Brandan Blevin, de SearchSecurity, dresse une synthèse des différentes interventions ayant pour thème l’Internet des Objets (IoT) lors de la dernière DefCon/BlackHat de Las Vegas. Et la liste est longue : Dan Geer, Charlie Miller et Chris Valasek avec une effrayante prise de contrôle à distance de la colonne de direction d’une voiture en train de rouler et la publication d’une étude sur les surfaces d’attaque des IoT, Billy Rios qui s’est penché sur les appareils de filtrages situés dans les aéroports et qui sont vulnérable à des attaques distantes, Ruben Santamarta qui s’est attaqué aux liaisons satellites chargées des accès Internet dans les vols long courrier, Silvio Cesare, mentionné par nos confrères du HNS et qui s’est passionné pour les vulnérabilités des protocoles radios des IoT, Hewlett Packard dont le récent rapport sur les objets connectés révèle que plus de 70% des appareils IoT sont vulnérables, sans mentionner Josh Corman et sa lettre ouverte intitulée « Voilà la cavalerie ! » demande aux industriels de l’automobile de repenser la sécurité de cette forme d’informatisation « communicante » qui bourgeonne à tout-va.
Ces avertissements ont-ils des chances d’être entendus ? Les vieux routiers de la sécurité estiment que ces appels resteront sans réponse, pour les mêmes raisons que celles qui ont présidé au lancement du « tout web » dans les années 90 n’ont éveillé la moindre velléité d’amélioration. Les espérances de gains à court terme sont plus impérieuses que les préoccupations sécuritaires… d’autant plus que les victimes ne sont pas du côté des vendeurs mais de la clientèle. Caveat Emptor. Du côté des médias, la situation n’est guère plus brillante, car ne sont relatés que les scénarii les plus sensationnalistes, les plus catastrophistes, ceux-là même qui ne résistent pas à une analyse de risque sommaire mais qui font du clic web et du lectorat qualifié. Une hypothétique apocalypse terroriste exploitant la faille obscure d’une interface d’administration, la prise de contrôle d’une centrale nucléaire, d’une usine de traitement d’eau, de l’ordinateur de bord d’un unique modèle de voiture lancée à 200 km/h… Quelle est la probabilité de ces risques au regard des gains que promettra le « gadget de la connectivité et de la modernitude » ? Quasi nulle. Mais économiquement, le dédommagement d’une victime n’est rien en comparaison des bénéfices visés.

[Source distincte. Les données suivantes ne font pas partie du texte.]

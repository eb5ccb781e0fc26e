//! Visual effect catalog.
//!
//! Maps artifact kind, gift type and amount tier to an overlay effect
//! config. The catalog is data; rendering belongs to the overlay.

use super::artifact::ArtifactKind;
use crate::envelope::GiftData;

/// Effect configuration attached to an artifact.
#[derive(Debug, Clone, PartialEq)]
pub struct VfxConfig {
    /// Overlay effect name (a source or filter the overlay knows).
    pub effect: String,
    pub duration_ms: u64,
}

/// One matching rule.
#[derive(Debug, Clone)]
pub struct VfxRule {
    pub kind: ArtifactKind,
    /// Minimum amount for the rule to fire (0.0 matches everything).
    pub min_amount: f64,
    /// Restrict to one gift type, if set.
    pub gift_type: Option<String>,
    pub effect: String,
    pub duration_ms: u64,
}

/// Ordered rule list; the first match wins, so list specific rules first.
#[derive(Debug, Clone, Default)]
pub struct VfxCatalog {
    rules: Vec<VfxRule>,
}

impl VfxCatalog {
    pub fn new(rules: Vec<VfxRule>) -> Self {
        Self { rules }
    }

    /// A small built-in catalog for overlays without custom rules.
    pub fn built_in() -> Self {
        Self::new(vec![
            VfxRule {
                kind: ArtifactKind::Envelope,
                min_amount: 0.0,
                gift_type: None,
                effect: "confetti_burst".to_string(),
                duration_ms: 4_000,
            },
            VfxRule {
                kind: ArtifactKind::GiftMembership,
                min_amount: 0.0,
                gift_type: None,
                effect: "gold_rain".to_string(),
                duration_ms: 5_000,
            },
            VfxRule {
                kind: ArtifactKind::Gift,
                min_amount: 50.0,
                gift_type: None,
                effect: "firework".to_string(),
                duration_ms: 4_000,
            },
            VfxRule {
                kind: ArtifactKind::Raid,
                min_amount: 0.0,
                gift_type: None,
                effect: "raid_banner".to_string(),
                duration_ms: 3_000,
            },
        ])
    }

    /// Find the effect for an artifact, if any rule matches.
    pub fn match_effect(&self, kind: ArtifactKind, gift: Option<&GiftData>) -> Option<VfxConfig> {
        let amount = gift.map(|g| g.amount).unwrap_or(0.0);
        let gift_type = gift.map(|g| g.gift_type.as_str());

        self.rules
            .iter()
            .find(|rule| {
                rule.kind == kind
                    && amount >= rule.min_amount
                    && rule
                        .gift_type
                        .as_deref()
                        .map(|wanted| Some(wanted) == gift_type)
                        .unwrap_or(true)
            })
            .map(|rule| VfxConfig {
                effect: rule.effect.clone(),
                duration_ms: rule.duration_ms,
            })
    }
}
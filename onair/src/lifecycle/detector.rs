//! Stream detection contract.
//!
//! The supervisor cannot connect before the configured channel is actually
//! live; a [`StreamDetector`] answers that question. Implementations call
//! the platform's public status endpoint and belong to the SDK glue outside
//! the core; the core only owns the retry loop around them.

use async_trait::async_trait;
use thiserror::Error;

use crate::envelope::Platform;

/// Stream detection failure.
#[derive(Debug, Clone, Error)]
#[error("stream detection failed for {platform}/{username}: {message}")]
pub struct DetectError {
    pub platform: Platform,
    pub username: String,
    pub message: String,
}

impl DetectError {
    pub fn new(
        platform: Platform,
        username: impl Into<String>,
        message: impl Into<String>,
    ) -> Self {
        Self {
            platform,
            username: username.into(),
            message: message.into(),
        }
    }
}

/// Probe whether a channel is currently live.
#[async_trait]
pub trait StreamDetector: Send + Sync {
    /// True when `username` is live on `platform`.
    ///
    /// A transport failure is an error, not "offline"; the supervisor
    /// treats both the same way (retry) but logs them differently.
    async fn is_live(&self, platform: Platform, username: &str) -> Result<bool, DetectError>;
}

#[cfg(test)]
mod tests {
    use super::*;

    #[test]
    fn test_detect_error_message() {
        let err = DetectError::new(Platform::Tiktok, "creator", "HTTP 503");
        assert_eq!(
            err.to_string(),
            "stream detection failed for tiktok/creator: HTTP 503"
        );
    }
}
//! CLI error handling with exit codes.
//!
//! Exit codes from the embedding process: 0 normal, 1 configuration error,
//! 2 fatal connection error after exhausting retries.

use std::fmt;
use std::process;

use onair::runtime::RuntimeError;

/// CLI-level errors with user-facing messages.
#[derive(Debug)]
pub enum CliError {
    /// Failed to initialize logging
    LoggingInit(String),
    /// Configuration missing or invalid
    Config(String),
    /// A platform connection failed terminally
    FatalConnection(String),
}

impl CliError {
    /// Exit code for this error.
    pub fn exit_code(&self) -> i32 {
        match self {
            CliError::LoggingInit(_) | CliError::Config(_) => 1,
            CliError::FatalConnection(_) => 2,
        }
    }

    /// Print the error and exit with the appropriate code.
    pub fn exit(&self) -> ! {
        eprintln!("Error: {self}");

        if let CliError::Config(_) = self {
            eprintln!();
            eprintln!("Create a config file at ~/.onair/config.ini or pass --config <path>.");
        }

        process::exit(self.exit_code())
    }
}

impl fmt::Display for CliError {
    fn fmt(&self, f: &mut fmt::Formatter<'_>) -> fmt::Result {
        match self {
            CliError::LoggingInit(message) => {
                write!(f, "Failed to initialize logging: {message}")
            }
            CliError::Config(message) => write!(f, "{message}"),
            CliError::FatalConnection(message) => write!(f, "{message}"),
        }
    }
}

impl std::error::Error for CliError {}

impl From<onair::config::ConfigFileError> for CliError {
    fn from(error: onair::config::ConfigFileError) -> Self {
        CliError::Config(error.to_string())
    }
}

impl From<RuntimeError> for CliError {
    fn from(error: RuntimeError) -> Self {
        CliError::FatalConnection(error.to_string())
    }
}

#[cfg(test)]
mod tests {
    use super::*;

    #[test]
    fn test_exit_codes() {
        assert_eq!(CliError::Config("missing".to_string()).exit_code(), 1);
        assert_eq!(CliError::LoggingInit("io".to_string()).exit_code(), 1);
        assert_eq!(
            CliError::FatalConnection("gone".to_string()).exit_code(),
            2
        );
    }

    #[test]
    fn test_config_error_carries_message() {
        let error = CliError::Config("Configuration file not found: /tmp/x".to_string());
        assert!(error.to_string().contains("Configuration file not found"));
    }
}
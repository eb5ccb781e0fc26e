//! Notification message builder.
//!
//! Renders the three texts of an artifact from a validated envelope:
//! the concise on-screen line, the spoken form (amounts expanded to words,
//! URLs and filtered tokens replaced), and the structured audit line.

use crate::envelope::{EventData, EventEnvelope, GiftData};

use super::artifact::ArtifactKind;
use super::sanitize::sanitize_text;

/// The three text renderings of one artifact.
#[derive(Debug, Clone, PartialEq)]
pub struct BuiltMessages {
    pub display: String,
    pub tts: String,
    pub log: String,
}

/// Render messages for `envelope`.
///
/// `first_message` upgrades a chat line to a greeting. Strings are already
/// expected to be sanitized by the caller (`username`, chat text); amounts
/// and counts are formatted here.
pub fn build_messages(
    envelope: &EventEnvelope,
    username: &str,
    first_message: bool,
    max_chars: usize,
) -> (ArtifactKind, BuiltMessages) {
    let platform = envelope.platform;

    let (kind, display, tts) = match &envelope.data {
        EventData::Chat { text } => {
            let text = sanitize_text(text, max_chars);
            if first_message {
                (
                    ArtifactKind::Greeting,
                    format!("Welcome, {username}!"),
                    format!("{username} says hello for the first time"),
                )
            } else {
                (
                    ArtifactKind::Chat,
                    format!("{username}: {text}"),
                    format!("{username} says {text}"),
                )
            }
        }
        EventData::Follow => (
            ArtifactKind::Follow,
            format!("{username} followed!"),
            format!("{username} just followed the stream"),
        ),
        EventData::Gift(gift) => (
            ArtifactKind::Gift,
            format!(
                "{username} sent {}x {} ({} {})",
                gift.gift_count,
                gift.gift_type,
                format_amount(gift.amount),
                gift.currency
            ),
            format!(
                "{username} sent {} {}, worth {}",
                gift.gift_count,
                gift.gift_type,
                spoken_amount(gift)
            ),
        ),
        EventData::Paypiggy(gift) => (
            ArtifactKind::Member,
            format!("{username} became a member ({})", gift.gift_type),
            format!("{username} just became a member"),
        ),
        EventData::GiftPaypiggy(gift) => (
            ArtifactKind::GiftMembership,
            format!(
                "{username} gifted {} memberships ({} {})",
                gift.gift_count,
                format_amount(gift.amount),
                gift.currency
            ),
            format!(
                "{username} gifted {} memberships, worth {}",
                gift.gift_count,
                spoken_amount(gift)
            ),
        ),
        EventData::EnvelopeGift(gift) => (
            ArtifactKind::Envelope,
            format!(
                "{username} sent {} ({} {})",
                gift.gift_type,
                format_amount(gift.amount),
                gift.currency
            ),
            format!(
                "{username} sent a {}, worth {}",
                gift.gift_type,
                spoken_amount(gift)
            ),
        ),
        EventData::Cheer(gift) => (
            ArtifactKind::Cheer,
            format!(
                "{username} cheered {}x {} ({} {})",
                gift.gift_count,
                gift.gift_type,
                format_amount(gift.amount),
                gift.currency
            ),
            format!(
                "{username} cheered {} {}, worth {}",
                gift.gift_count,
                gift.gift_type,
                spoken_amount(gift)
            ),
        ),
        EventData::Raid { viewers } => (
            ArtifactKind::Raid,
            format!("{username} raided with {viewers} viewers!"),
            format!("{username} is raiding with {viewers} viewers"),
        ),
        EventData::Share => (
            ArtifactKind::Share,
            format!("{username} shared the stream!"),
            format!("{username} just shared the stream"),
        ),
        EventData::Redemption { reward, .. } => {
            let reward = sanitize_text(reward, max_chars);
            (
                ArtifactKind::Redemption,
                format!("{username} redeemed {reward}"),
                format!("{username} redeemed {reward}"),
            )
        }
        // Lightweight kinds never reach the builder; render a neutral line
        // instead of panicking if one slips through.
        EventData::ViewerCount { .. } | EventData::StreamStatus { .. } => (
            ArtifactKind::Chat,
            String::new(),
            String::new(),
        ),
    };

    let log = build_log_line(envelope, kind, username);

    (
        kind,
        BuiltMessages {
            display: sanitize_text(&display, max_chars),
            tts,
            log,
        },
    )
}

/// Structured audit line for the log file.
fn build_log_line(envelope: &EventEnvelope, kind: ArtifactKind, username: &str) -> String {
    let mut line = format!(
        "platform={} kind={} user={} user_id={}",
        envelope.platform,
        kind,
        username,
        envelope.user_id
    );
    if let Some(id) = &envelope.id {
        line.push_str(&format!(" id={id}"));
    }
    if let Some(gift) = envelope.data.gift() {
        line.push_str(&format!(
            " gift_type={} count={} amount={} currency={}",
            gift.gift_type,
            gift.gift_count,
            format_amount(gift.amount),
            gift.currency
        ));
    }
    line
}

/// Compact numeric form: two decimals, trailing ".00" dropped.
pub fn format_amount(amount: f64) -> String {
    let formatted = format!("{amount:.2}");
    formatted
        .trim_end_matches('0')
        .trim_end_matches('.')
        .to_string()
}

/// Spoken amount: "5 US dollars", "1 euro", "500 coins".
pub fn spoken_amount(gift: &GiftData) -> String {
    let amount = format_amount(gift.amount);
    let singular = (gift.amount - 1.0).abs() < f64::EPSILON;
    let unit = match gift.currency.to_uppercase().as_str() {
        "USD" => {
            if singular {
                "US dollar"
            } else {
                "US dollars"
            }
        }
        "EUR" => {
            if singular {
                "euro"
            } else {
                "euros"
            }
        }
        "GBP" => {
            if singular {
                "British pound"
            } else {
                "British pounds"
            }
        }
        "JPY" => "yen",
        "COINS" | "COIN" => "coins",
        "BITS" | "BIT" => "bits",
        "DIAMONDS" | "DIAMOND" => "diamonds",
        other => return format!("{amount} {other}"),
    };
    format!("{amount} {unit}")
}
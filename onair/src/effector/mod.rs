//! Effector adapter contracts.
//!
//! The overlay is driven through a scene-control WebSocket ([`SceneControl`])
//! and speech through [`crate::tts::SpeechProvider`]. The core is agnostic
//! to the scene-control opcode set: requests carry a type string and a JSON
//! payload, and the engine-specific client lives in [`obs`].
//!
//! Readiness contract: `is_connected()` must stay false until the engine
//! has emitted [`ConnectionEvent::Identified`]; the display queue holds
//! calls until then.

pub mod noop;
pub mod obs;

use async_trait::async_trait;
use thiserror::Error;
use tokio::sync::broadcast;

/// Lifecycle events of the scene-control connection.
#[derive(Debug, Clone, PartialEq)]
pub enum ConnectionEvent {
    /// Socket established; the engine is not yet ready for requests.
    ConnectionOpened,
    /// Handshake complete; requests may be issued.
    Identified,
    /// Connection lost; the client will reconnect with backoff.
    ConnectionClosed { reason: String },
}

/// One scene-control request.
#[derive(Debug, Clone, PartialEq)]
pub struct SceneRequest {
    /// Engine opcode name, e.g. `SetInputSettings`.
    pub request_type: String,
    pub request_data: serde_json::Value,
}

impl SceneRequest {
    pub fn new(request_type: impl Into<String>, request_data: serde_json::Value) -> Self {
        Self {
            request_type: request_type.into(),
            request_data,
        }
    }

    /// Set the text of an overlay text source.
    pub fn set_input_text(input_name: &str, text: &str) -> Self {
        Self::new(
            "SetInputSettings",
            serde_json::json!({
                "inputName": input_name,
                "inputSettings": { "text": text },
                "overlay": true,
            }),
        )
    }

    /// Show or hide a scene item by name.
    pub fn set_scene_item_enabled(scene_name: &str, item_name: &str, enabled: bool) -> Self {
        Self::new(
            "SetSceneItemEnabled",
            serde_json::json!({
                "sceneName": scene_name,
                "sceneItemName": item_name,
                "sceneItemEnabled": enabled,
            }),
        )
    }

    /// List available scenes.
    pub fn get_scene_list() -> Self {
        Self::new("GetSceneList", serde_json::json!({}))
    }
}

/// Scene-control failures.
#[derive(Debug, Clone, Error)]
pub enum SceneError {
    /// The engine has not identified yet (or the connection dropped).
    #[error("not connected")]
    NotConnected,

    #[error("scene call failed: {0}")]
    CallFailed(String),

    #[error("scene call timed out")]
    Timeout,
}

/// Scene-control engine contract.
#[async_trait]
pub trait SceneControl: Send + Sync {
    /// Start the connection (and its reconnect loop).
    async fn connect(&self) -> Result<(), SceneError>;

    /// Close the connection and stop reconnecting.
    async fn disconnect(&self);

    /// Issue a request; fails with [`SceneError::NotConnected`] before
    /// the engine has identified.
    async fn call(&self, request: SceneRequest) -> Result<serde_json::Value, SceneError>;

    /// True only between `Identified` and the next `ConnectionClosed`.
    fn is_connected(&self) -> bool;

    /// Subscribe to connection lifecycle events.
    fn subscribe_events(&self) -> broadcast::Receiver<ConnectionEvent>;
}
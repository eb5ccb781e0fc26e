//! Configuration file handling for ~/.onair/config.ini.
//!
//! Production startup uses [`Settings::load_required`], which fails fast when
//! the file is missing (exit code 1 in the CLI). Setup flows can use
//! [`Settings::load_or_default`] to start from defaults instead.

use ini::Ini;
use std::path::{Path, PathBuf};
use thiserror::Error;

use super::settings::Settings;

/// Configuration file errors.
#[derive(Debug, Error)]
pub enum ConfigFileError {
    /// The config file does not exist at the expected path
    #[error("Configuration file not found: {0}")]
    NotFound(PathBuf),

    /// Failed to read or parse the config file
    #[error("Failed to read config file: {0}")]
    ReadError(#[from] ini::Error),

    /// Invalid configuration value
    #[error("Invalid configuration: {section}.{key} = '{value}' - {reason}")]
    InvalidValue {
        section: String,
        key: String,
        value: String,
        reason: String,
    },
}

impl Settings {
    /// Load configuration from the default path (~/.onair/config.ini),
    /// failing if the file does not exist.
    pub fn load() -> Result<Self, ConfigFileError> {
        let path = config_file_path();
        Self::load_required(&path)
    }

    /// Load configuration from a specific path, failing if it is missing.
    pub fn load_required(path: &Path) -> Result<Self, ConfigFileError> {
        if !path.exists() {
            return Err(ConfigFileError::NotFound(path.to_path_buf()));
        }

        let ini = Ini::load_from_file(path)?;
        super::parser::parse_ini(&ini)
    }

    /// Load configuration from a specific path, falling back to defaults
    /// when the file does not exist.
    pub fn load_or_default(path: &Path) -> Result<Self, ConfigFileError> {
        if !path.exists() {
            return Ok(Self::default());
        }

        let ini = Ini::load_from_file(path)?;
        super::parser::parse_ini(&ini)
    }
}

/// Get the path to the config directory (~/.onair).
pub fn config_directory() -> PathBuf {
    dirs::home_dir()
        .unwrap_or_else(|| PathBuf::from("."))
        .join(".onair")
}

/// Get the path to the config file (~/.onair/config.ini).
pub fn config_file_path() -> PathBuf {
    config_directory().join("config.ini")
}
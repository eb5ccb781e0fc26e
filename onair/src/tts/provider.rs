//! Speech synthesis provider contract.
//!
//! Providers wrap an actual synthesizer. [`CommandProvider`] shells out to
//! a local TTS binary (`espeak`, `say`); anything richer (cloud voices)
//! implements the same trait outside the core.

use async_trait::async_trait;
use thiserror::Error;

/// Speech synthesis failure.
#[derive(Debug, Clone, Error)]
#[error("speech provider '{provider}' failed: {message}")]
pub struct SpeakError {
    pub provider: String,
    pub message: String,
}

impl SpeakError {
    pub fn new(provider: impl Into<String>, message: impl Into<String>) -> Self {
        Self {
            provider: provider.into(),
            message: message.into(),
        }
    }
}

/// A speech synthesizer.
#[async_trait]
pub trait SpeechProvider: Send + Sync {
    /// Provider name for logging and switch counting.
    fn name(&self) -> &str;

    /// Speak `text`, resolving when playback has been handed off.
    async fn speak(&self, text: &str) -> Result<(), SpeakError>;
}

/// Provider that shells out to a local TTS command.
///
/// The text is passed as a single argument; the command is expected to
/// block until playback finishes (both `espeak` and `say` do).
pub struct CommandProvider {
    command: String,
}

impl CommandProvider {
    pub fn new(command: impl Into<String>) -> Self {
        Self {
            command: command.into(),
        }
    }
}

#[async_trait]
impl SpeechProvider for CommandProvider {
    fn name(&self) -> &str {
        &self.command
    }

    async fn speak(&self, text: &str) -> Result<(), SpeakError> {
        let status = tokio::process::Command::new(&self.command)
            .arg(text)
            .kill_on_drop(true)
            .status()
            .await
            .map_err(|e| SpeakError::new(&self.command, e.to_string()))?;

        if !status.success() {
            return Err(SpeakError::new(
                &self.command,
                format!("exited with {status}"),
            ));
        }
        Ok(())
    }
}
//! Canonical event envelope.
//!
//! Every platform event is normalized into one shape before it touches the
//! bus: a wire/log [`EventRecord`] (loose, serde-facing) and the validated
//! [`EventEnvelope`] (typed payloads) built from it. Adapters produce
//! records; the router re-validates them, so a malformed record can never
//! reach the notification pipeline.

mod record;
mod types;
mod validate;

pub use record::{EventRecord, RecordData};
pub use types::{
    CountSemantics, EventData, EventEnvelope, EventKind, GiftData, Platform, UserId,
};
pub use validate::ValidationError;
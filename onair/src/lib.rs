//! OnAir - live-stream companion core
//!
//! This library ingests real-time events from creator platforms (Twitch,
//! YouTube, TikTok), normalizes them into a canonical envelope, routes them
//! through feature gates, suppression and deduplication, and drives two
//! effectors: an on-screen overlay (scene-control WebSocket) and a
//! text-to-speech engine.
//!
//! # High-Level API
//!
//! For most use cases, the [`runtime`] module provides a builder facade:
//!
//! ```ignore
//! use onair::config::Settings;
//! use onair::runtime::RuntimeBuilder;
//!
//! let settings = Settings::load_required(&path)?;
//! let runtime = RuntimeBuilder::new(settings)
//!     .with_adapter(twitch_adapter, detector)
//!     .build();
//!
//! runtime.run_until_shutdown().await?;
//! ```

pub mod adapter;
pub mod bus;
pub mod config;
pub mod diagnostics;
pub mod display;
pub mod effector;
pub mod envelope;
pub mod lifecycle;
pub mod log;
pub mod logging;
pub mod notify;
pub mod router;
pub mod runtime;
pub mod suppression;
pub mod timer;
pub mod tts;

/// Version of the OnAir library and CLI.
///
/// This is synchronized across all components in the workspace.
/// The version is defined in `Cargo.toml` and injected at compile time.
pub const VERSION: &str = env!("CARGO_PKG_VERSION");
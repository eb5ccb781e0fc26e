//! Per-platform connection lifecycle.
//!
//! One [`ConnectionSupervisor`] per enabled platform owns the connect /
//! disconnect state machine: stream detection with bounded retries,
//! adapter initialization, jittered exponential reconnect backoff, stale
//! connect recovery, and cleanup with a hard timeout on stop. Nothing else
//! writes connection state.

mod backoff;
mod detector;
mod state;
mod supervisor;

pub use backoff::{Backoff, BackoffConfig};
pub use detector::{DetectError, StreamDetector};
pub use state::ConnectionState;
pub use supervisor::{ConnectionSupervisor, LifecycleConfig, LifecycleError};
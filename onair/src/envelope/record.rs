//! Wire/log form of the envelope.
//!
//! `EventRecord` is what adapters hand to the router and what the audit log
//! stores. It is deliberately loose: every payload field is optional and
//! `userId` may be a string or a number. Validation tightens it into an
//! [`EventEnvelope`](super::EventEnvelope); a record that round-trips through
//! JSON and re-validation produces an identical envelope.

use chrono::{DateTime, Utc};
use serde::{Deserialize, Serialize};

use super::types::{EventData, EventEnvelope, GiftData};

/// Loose payload carried by a record.
#[derive(Debug, Clone, Default, PartialEq, Serialize, Deserialize)]
#[serde(rename_all = "camelCase", default)]
pub struct RecordData {
    #[serde(skip_serializing_if = "Option::is_none")]
    pub text: Option<String>,
    #[serde(skip_serializing_if = "Option::is_none")]
    pub gift_type: Option<String>,
    #[serde(skip_serializing_if = "Option::is_none")]
    pub gift_count: Option<i64>,
    #[serde(skip_serializing_if = "Option::is_none")]
    pub amount: Option<f64>,
    #[serde(skip_serializing_if = "Option::is_none")]
    pub currency: Option<String>,
    /// Combo group id for repeat gift streaks.
    #[serde(skip_serializing_if = "Option::is_none")]
    pub group_id: Option<String>,
    #[serde(skip_serializing_if = "Option::is_none")]
    pub repeat_count: Option<i64>,
    #[serde(skip_serializing_if = "Option::is_none")]
    pub repeat_end: Option<bool>,
    /// True when the platform reports running totals rather than deltas.
    #[serde(skip_serializing_if = "Option::is_none")]
    pub monotonic: Option<bool>,
    /// Synthetic observability record; relaxes monetization minimums.
    #[serde(skip_serializing_if = "Option::is_none")]
    pub is_error: Option<bool>,
    /// Viewer-count payload.
    #[serde(skip_serializing_if = "Option::is_none")]
    pub count: Option<f64>,
    /// Stream-status payload.
    #[serde(skip_serializing_if = "Option::is_none")]
    pub live: Option<bool>,
    /// Raid payload.
    #[serde(skip_serializing_if = "Option::is_none")]
    pub viewers: Option<u64>,
    /// Redemption payload.
    #[serde(skip_serializing_if = "Option::is_none")]
    pub reward: Option<String>,
    #[serde(skip_serializing_if = "Option::is_none")]
    pub cost: Option<u64>,
}

/// The record adapters emit and the audit log stores.
#[derive(Debug, Clone, PartialEq, Serialize, Deserialize)]
#[serde(rename_all = "camelCase")]
pub struct EventRecord {
    pub platform: String,
    #[serde(rename = "type")]
    pub kind: String,
    #[serde(skip_serializing_if = "Option::is_none")]
    pub id: Option<String>,
    #[serde(skip_serializing_if = "Option::is_none")]
    pub timestamp: Option<DateTime<Utc>>,
    #[serde(skip_serializing_if = "Option::is_none")]
    pub username: Option<String>,
    /// String or number on the wire; coerced to string by validation.
    #[serde(skip_serializing_if = "Option::is_none")]
    pub user_id: Option<serde_json::Value>,
    #[serde(default)]
    pub data: RecordData,
    #[serde(skip_serializing_if = "Option::is_none")]
    pub correlation_id: Option<String>,
}

impl EventRecord {
    /// Build the loggable record form of a validated envelope.
    pub fn from_envelope(envelope: &EventEnvelope) -> Self {
        let mut data = RecordData::default();

        match &envelope.data {
            EventData::Chat { text } => data.text = Some(text.clone()),
            EventData::Follow | EventData::Share => {}
            EventData::Gift(g)
            | EventData::Paypiggy(g)
            | EventData::GiftPaypiggy(g)
            | EventData::EnvelopeGift(g)
            | EventData::Cheer(g) => fill_gift(&mut data, g),
            EventData::Raid { viewers } => data.viewers = Some(*viewers),
            EventData::Redemption { reward, cost } => {
                data.reward = Some(reward.clone());
                data.cost = Some(*cost);
            }
            EventData::ViewerCount { count } => data.count = Some(*count as f64),
            EventData::StreamStatus { live } => data.live = Some(*live),
        }

        EventRecord {
            platform: envelope.platform.as_str().to_string(),
            kind: envelope.kind.as_str().to_string(),
            id: envelope.id.clone(),
            timestamp: Some(envelope.timestamp),
            username: if envelope.username.is_empty() {
                None
            } else {
                Some(envelope.username.clone())
            },
            user_id: if envelope.user_id.is_empty() {
                None
            } else {
                Some(serde_json::Value::String(
                    envelope.user_id.as_str().to_string(),
                ))
            },
            data,
            correlation_id: envelope.correlation_id.clone(),
        }
    }
}

fn fill_gift(data: &mut RecordData, gift: &GiftData) {
    data.gift_type = Some(gift.gift_type.clone());
    data.gift_count = Some(gift.gift_count as i64);
    data.amount = Some(gift.amount);
    data.currency = Some(gift.currency.clone());
    data.group_id = gift.group_id.clone();
    data.repeat_end = Some(gift.repeat_end);
    data.monotonic = Some(matches!(
        gift.count_semantics,
        super::types::CountSemantics::Monotonic
    ));
    if gift.is_error {
        data.is_error = Some(true);
    }
}
//! Text sanitization for user-facing strings.
//!
//! One policy, applied everywhere: keep Unicode letters and digits (CJK
//! usernames survive), single spaces, and a fixed set of common punctuation.
//! ASCII control bytes, the replacement character `U+FFFD`, emoji and other
//! symbols are stripped. Whitespace collapses to single spaces and the
//! result is truncated on a character boundary.

/// Punctuation and symbols allowed through sanitization.
const ALLOWED_PUNCTUATION: &str = "!?.,:;'\"()[]-_+=/@#$%&*<>~^|";

/// True when `c` survives sanitization.
fn is_allowed(c: char) -> bool {
    if c.is_control() || c == '\u{FFFD}' {
        return false;
    }
    c.is_alphanumeric() || c.is_whitespace() || ALLOWED_PUNCTUATION.contains(c)
}

/// Sanitize `input` for display, speech and logging.
///
/// Disallowed characters are dropped, whitespace runs collapse to one
/// space, and the result is trimmed and truncated to `max_chars`.
pub fn sanitize_text(input: &str, max_chars: usize) -> String {
    let mut out = String::with_capacity(input.len().min(max_chars * 4));
    let mut last_was_space = true;

    for c in input.chars() {
        if !is_allowed(c) {
            continue;
        }
        if c.is_whitespace() {
            if !last_was_space {
                out.push(' ');
                last_was_space = true;
            }
        } else {
            out.push(c);
            last_was_space = false;
        }
    }

    let trimmed = out.trim_end();
    truncate_chars(trimmed, max_chars)
}

/// Truncate to at most `max_chars` characters, on a char boundary.
pub fn truncate_chars(input: &str, max_chars: usize) -> String {
    match input.char_indices().nth(max_chars) {
        Some((index, _)) => input[..index].trim_end().to_string(),
        None => input.to_string(),
    }
}
//! Text cleaning for speech.
//!
//! The spoken form must not read URLs or emoji aloud: any token that is a
//! URL or contains characters outside letters/digits/ASCII punctuation is
//! replaced with the literal token `[filtered]`. Runs of filtered tokens
//! collapse to one.

/// Token substituted for URLs and emoji.
pub const FILTERED_TOKEN: &str = "[filtered]";

fn is_url(token: &str) -> bool {
    let lower = token.to_lowercase();
    lower.starts_with("http://") || lower.starts_with("https://") || lower.starts_with("www.")
}

fn is_speakable(token: &str) -> bool {
    token
        .chars()
        .all(|c| c.is_alphanumeric() || c.is_ascii_punctuation())
}

/// Clean `input` for the speech synthesizer.
pub fn clean_for_speech(input: &str) -> String {
    let mut out: Vec<&str> = Vec::new();

    for token in input.split_whitespace() {
        if is_url(token) || !is_speakable(token) {
            // Collapse runs of filtered tokens.
            if out.last() != Some(&FILTERED_TOKEN) {
                out.push(FILTERED_TOKEN);
            }
        } else {
            out.push(token);
        }
    }

    out.join(" ")
}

Seuls les geeks, les hackers, les spécialistes sécurité possèdent un aperçu réel de la situation d’ensemble… mais ne savent pas franchement l’exprimer. Car le danger réside moins dans l’accident exceptionnel que dans la collecte massive, anodine et quotidienne d’informations et d’habitudes d’usage. Et la mise à jour de cet obscur travail de fourmi des bigdata lovers est moins « vendeur » que le hack d’un système embarqué dans un avion de ligne. En outre, à ce genre d’argument, l’on oppose l’exagération de cette vision Orwellienne de l’Internet des Objets. L’IoT n’est pas Big Brother, car il n’existe aucune décision immanente, aucun plan occulte mondial cherchant à coordonner cette formidable dépendance à l’interconnexion et à ce flicage quasi volontaire. Reste que la chaine alimentaire de l’IoT est comparable à celle de la nature : herbivores, prédateurs, super-prédateurs… il y aura toujours, quelque part, un Google ou un Microsoft, voir un « data broker » moins connu mais tout aussi efficace, qui sera capable de réunir et recouper, puis désanonymiser les messages de l’IoT pour les mieux exploiter. Car c’est moins l’IoT lui-même que l’analyse « big data » des données que cet IoT collecte qui présente un risque pour la société et l’individu. Alors oui, on peut s’inquiéter des failles radio et des très probables exploitations mafieuses ou terroristes dans le secteur de l’Internet des Objets. Mais tout ça reste comparable à la probabilité d’exploitation des défauts de sécurité Wep des premières liaisons Wifi : beaucoup de bruit pour des conséquences rétrospectivement marginales, à une attaque de chaine de magasins près. Le problème de l’IoT se situe en amont de la chaîne d’exploitation et relève plus de l’encadrement législatif et de l’harmonisation des lois internationales. C’est donc plus une question politique que technique.